The new imaging software will select the best imaging mode -- black and white imaging, hyperspectral or polarization -- depending on the conditions. It then begins collecting to threads of information -- one on the background, and the other on moving objects, particularly the one being tracked.
For simple images, black and white is used, which can track objects by shape. For objects of different colors, but harder to track by shape, hyperspectral imaging is used to take images of the objects in the color they appear at in multiple wavelengths, from the visible light to the near and short infrared parts of the spectrum beyond what the eye can see. The hyperspectral imaging distinguishes between virtually identically colored objects, indistinguishable to the human eye, thanks to slight variations in color.
However, should hyperspectral imaging come up short, the software has a third imaging technique up its sleeve -- polarization imaging. This imaging type measures surface roughness, helping even the best camouflaged targets to pop out from their surroundings.
Describes Professor Krekes, "These are all complementary pieces of information and the idea is that if the object you are tracking goes into an area where you lose one piece of information, the other information might help. The idea is to lead to more efficient sensing both from the point of view of collecting the data necessary and being able to adapt to these different modalities based on the conditions in the scene or the task at hand."
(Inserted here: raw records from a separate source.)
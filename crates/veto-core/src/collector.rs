//! Violation accumulation for a single validation pass
//!
//! An [`ErrorCollector`] is bound to one object name and one read-only
//! snapshot of the candidate under validation. Rules record failures through
//! `reject_field`/`reject_global`; nothing is ever deduplicated, merged, or
//! removed, and insertion order is evaluation order.
//!
//! Copyright (c) 2025 Veto Team
//! Licensed under the Apache-2.0 license

use crate::codes::{value_type_name, CodeResolver, DefaultCodeResolver};
use crate::error::{Error, Result};
use serde::{Deserialize, Serialize};
use serde_json::Value;
use std::collections::HashMap;
use std::fmt;
use tracing::debug;

/// Whether a violation is tied to one field or to the object as a whole
#[derive(Debug, Clone, Copy, PartialEq, Eq, Serialize, Deserialize)]
pub enum ViolationScope {
    Field,
    Global,
}

/// One recorded rule failure
///
/// Created exclusively by an [`ErrorCollector`] and immutable afterwards.
/// The candidate code list is computed at the moment of rejection and frozen
/// into the violation.
#[derive(Debug, Clone, PartialEq, Serialize, Deserialize)]
pub struct Violation {
    /// Field or Global
    pub scope: ViolationScope,

    /// Rejected field name; present iff `scope` is Field
    #[serde(skip_serializing_if = "Option::is_none")]
    pub field: Option<String>,

    /// The originally submitted value, preserved for re-display.
    /// `None` means the field was absent (or null), not that it was empty.
    #[serde(skip_serializing_if = "Option::is_none")]
    pub rejected_value: Option<Value>,

    /// Candidate catalog keys, most specific first
    pub codes: Vec<String>,

    /// Positional arguments for `{0}`, `{1}`, ... template placeholders
    pub arguments: Vec<Value>,

    /// Literal fallback text when no code resolves
    #[serde(skip_serializing_if = "Option::is_none")]
    pub default_message: Option<String>,
}

impl Violation {
    /// The most specific candidate code.
    pub fn primary_code(&self) -> &str {
        self.codes.first().map(String::as_str).unwrap_or_default()
    }
}

impl fmt::Display for Violation {
    fn fmt(&self, f: &mut fmt::Formatter<'_>) -> fmt::Result {
        match &self.field {
            Some(field) => write!(f, "field '{}' rejected: {}", field, self.primary_code()),
            None => write!(f, "object rejected: {}", self.primary_code()),
        }
    }
}

/// Append-only accumulator of violations for one validation pass
///
/// One collector serves exactly one candidate object; a caller running
/// several validations allocates a fresh collector per pass.
pub struct ErrorCollector {
    object_name: String,
    target: Value,
    violations: Vec<Violation>,
    declared_types: HashMap<String, String>,
    resolver: Box<dyn CodeResolver>,
}

impl ErrorCollector {
    /// Create a collector bound to an already-snapshotted target.
    pub fn new<N: Into<String>>(object_name: N, target: Value) -> Self {
        Self {
            object_name: object_name.into(),
            target,
            violations: Vec::new(),
            declared_types: HashMap::new(),
            resolver: Box::new(DefaultCodeResolver),
        }
    }

    /// Create a collector by snapshotting any serializable candidate.
    pub fn for_target<N, T>(object_name: N, target: &T) -> Result<Self>
    where
        N: Into<String>,
        T: Serialize,
    {
        let object_name = object_name.into();
        let snapshot =
            serde_json::to_value(target).map_err(|source| Error::TargetSnapshot {
                object_name: object_name.clone(),
                source,
            })?;
        Ok(Self::new(object_name, snapshot))
    }

    /// Replace the code resolver used for subsequent rejections.
    pub fn with_resolver(mut self, resolver: Box<dyn CodeResolver>) -> Self {
        self.resolver = resolver;
        self
    }

    /// Declare the static type of a field for the type tier of its codes.
    ///
    /// A declared type wins over the shape of the submitted value and keeps
    /// the type tier present even when the field arrives absent or null.
    pub fn with_field_type<F, T>(mut self, field: F, field_type: T) -> Self
    where
        F: Into<String>,
        T: Into<String>,
    {
        self.declared_types.insert(field.into(), field_type.into());
        self
    }

    /// Record a field-level violation.
    ///
    /// The current value of `field` is read from the target snapshot and
    /// preserved on the violation; a missing or null field is recorded as
    /// absent. The type tier of the candidate codes comes from the declared
    /// field type when one was registered, otherwise from the value-shape
    /// name of the submitted value when known.
    pub fn reject_field(
        &mut self,
        field: &str,
        error_code: &str,
        arguments: Vec<Value>,
        default_message: Option<&str>,
    ) {
        let rejected_value = self
            .target
            .get(field)
            .filter(|v| !v.is_null())
            .cloned();
        let field_type = self
            .declared_types
            .get(field)
            .map(String::as_str)
            .or_else(|| rejected_value.as_ref().and_then(value_type_name));
        let codes =
            self.resolver
                .resolve_field_codes(error_code, &self.object_name, field, field_type);

        debug!(
            object = %self.object_name,
            field,
            code = error_code,
            "recording field violation"
        );

        self.violations.push(Violation {
            scope: ViolationScope::Field,
            field: Some(field.to_string()),
            rejected_value,
            codes,
            arguments,
            default_message: default_message.map(str::to_string),
        });
    }

    /// Record an object-level violation not tied to any single field.
    pub fn reject_global(
        &mut self,
        error_code: &str,
        arguments: Vec<Value>,
        default_message: Option<&str>,
    ) {
        let codes = self
            .resolver
            .resolve_object_codes(error_code, &self.object_name);

        debug!(
            object = %self.object_name,
            code = error_code,
            "recording global violation"
        );

        self.violations.push(Violation {
            scope: ViolationScope::Global,
            field: None,
            rejected_value: None,
            codes,
            arguments,
            default_message: default_message.map(str::to_string),
        });
    }

    /// True iff at least one violation was recorded.
    pub fn has_errors(&self) -> bool {
        !self.violations.is_empty()
    }

    /// Number of recorded violations.
    pub fn error_count(&self) -> usize {
        self.violations.len()
    }

    /// All violations in insertion order.
    pub fn violations(&self) -> &[Violation] {
        &self.violations
    }

    /// True iff `field` has at least one violation.
    pub fn has_field_errors(&self, field: &str) -> bool {
        self.violations
            .iter()
            .any(|v| v.field.as_deref() == Some(field))
    }

    /// Violations for `field`, in insertion order.
    pub fn field_errors(&self, field: &str) -> Vec<&Violation> {
        self.violations
            .iter()
            .filter(|v| v.field.as_deref() == Some(field))
            .collect()
    }

    /// Object-level violations, in insertion order.
    pub fn global_errors(&self) -> Vec<&Violation> {
        self.violations
            .iter()
            .filter(|v| v.scope == ViolationScope::Global)
            .collect()
    }

    /// Name of the object under validation.
    pub fn object_name(&self) -> &str {
        &self.object_name
    }

    /// Read-only snapshot of the candidate, for re-display.
    pub fn target(&self) -> &Value {
        &self.target
    }
}

impl fmt::Display for ErrorCollector {
    fn fmt(&self, f: &mut fmt::Formatter<'_>) -> fmt::Result {
        write!(
            f,
            "{} violation(s) on '{}'",
            self.violations.len(),
            self.object_name
        )?;
        for violation in &self.violations {
            write!(f, "\n  - {}", violation)?;
        }
        Ok(())
    }
}

impl fmt::Debug for ErrorCollector {
    fn fmt(&self, f: &mut fmt::Formatter<'_>) -> fmt::Result {
        f.debug_struct("ErrorCollector")
            .field("object_name", &self.object_name)
            .field("target", &self.target)
            .field("violations", &self.violations)
            .finish()
    }
}
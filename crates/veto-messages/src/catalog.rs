//! In-memory message catalog
//!
//! Maps `(locale, key)` to a message template. Lookup falls back from the
//! exact locale tag to its bare language and finally to the default table,
//! so a catalog can carry `ko-KR` overrides on top of `ko` messages on top
//! of locale-independent defaults. Misses return `None` and never fail.
//!
//! Copyright (c) 2025 Veto Team
//! Licensed under the Apache-2.0 license

use std::collections::HashMap;
use thiserror::Error;

/// Locale tag for messages that apply when no localized entry matches
pub const DEFAULT_LOCALE: &str = "";

/// Errors from loading a catalog out of a data document
#[derive(Error, Debug)]
pub enum CatalogError {
    /// The document is not `{ "<locale>": { "<key>": "<template>" } }`
    #[error("invalid catalog document: {0}")]
    Parse(#[from] serde_json::Error),
}

/// Key-to-template store, one table per locale
#[derive(Debug, Clone, Default)]
pub struct MessageCatalog {
    tables: HashMap<String, HashMap<String, String>>,
}

impl MessageCatalog {
    pub fn new() -> Self {
        Self::default()
    }

    /// Load a catalog from a JSON document of the shape
    /// `{ "<locale>": { "<key>": "<template>" } }`; the `""` locale holds
    /// the default messages.
    pub fn from_json(document: &str) -> Result<Self, CatalogError> {
        let tables: HashMap<String, HashMap<String, String>> = serde_json::from_str(document)?;
        Ok(Self { tables })
    }

    /// Register a template for `key` under `locale`.
    pub fn insert<L, K, T>(&mut self, locale: L, key: K, template: T)
    where
        L: Into<String>,
        K: Into<String>,
        T: Into<String>,
    {
        self.tables
            .entry(locale.into())
            .or_default()
            .insert(key.into(), template.into());
    }

    /// Builder-style [`insert`](Self::insert).
    pub fn with_message<L, K, T>(mut self, locale: L, key: K, template: T) -> Self
    where
        L: Into<String>,
        K: Into<String>,
        T: Into<String>,
    {
        self.insert(locale, key, template);
        self
    }

    /// Find the template for `key`, trying the exact locale, then its bare
    /// language, then the default table.
    pub fn lookup(&self, locale: &str, key: &str) -> Option<&str> {
        for candidate in locale_chain(locale) {
            if let Some(template) = self.tables.get(candidate).and_then(|t| t.get(key)) {
                return Some(template.as_str());
            }
        }
        None
    }

    /// Number of registered templates across all locales.
    pub fn len(&self) -> usize {
        self.tables.values().map(HashMap::len).sum()
    }

    pub fn is_empty(&self) -> bool {
        self.tables.values().all(HashMap::is_empty)
    }
}

/// Fallback sequence for a locale tag: `ko-KR` yields `ko-KR`, `ko`, ``.
fn locale_chain(locale: &str) -> impl Iterator<Item = &str> {
    let language = locale
        .split_once(['-', '_'])
        .map(|(language, _)| language)
        .filter(|language| !language.is_empty());

    std::iter::once(locale)
        .chain(language)
        .chain(std::iter::once(DEFAULT_LOCALE))
        // A bare-language or empty tag would repeat itself otherwise.
        .scan(None::<&str>, |previous, candidate| {
            let repeat = *previous == Some(candidate);
            *previous = Some(candidate);
            Some((candidate, repeat))
        })
        .filter_map(|(candidate, repeat)| (!repeat).then_some(candidate))
}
Zoran Ninkov, professor of imaging science at RIT, is designing hardware to feed information to Professor Krekes' software. The team is using tunable microelectronics devices to gather color information and a modified astronomical optical sensor for further imaging capabilities. Ohio-based Numerica Inc. is helping the software team design tracking algorithms. Together the team hopes to soon have a complete system, ready to help combat terrorist activity worldwide.
The software team is testing their initial models in a simulated environment similar to the popular online game Second Life. States Professor Krekes, "The idea behind that is you let the task at hand and the desire to optimize the performance drive what information is collected."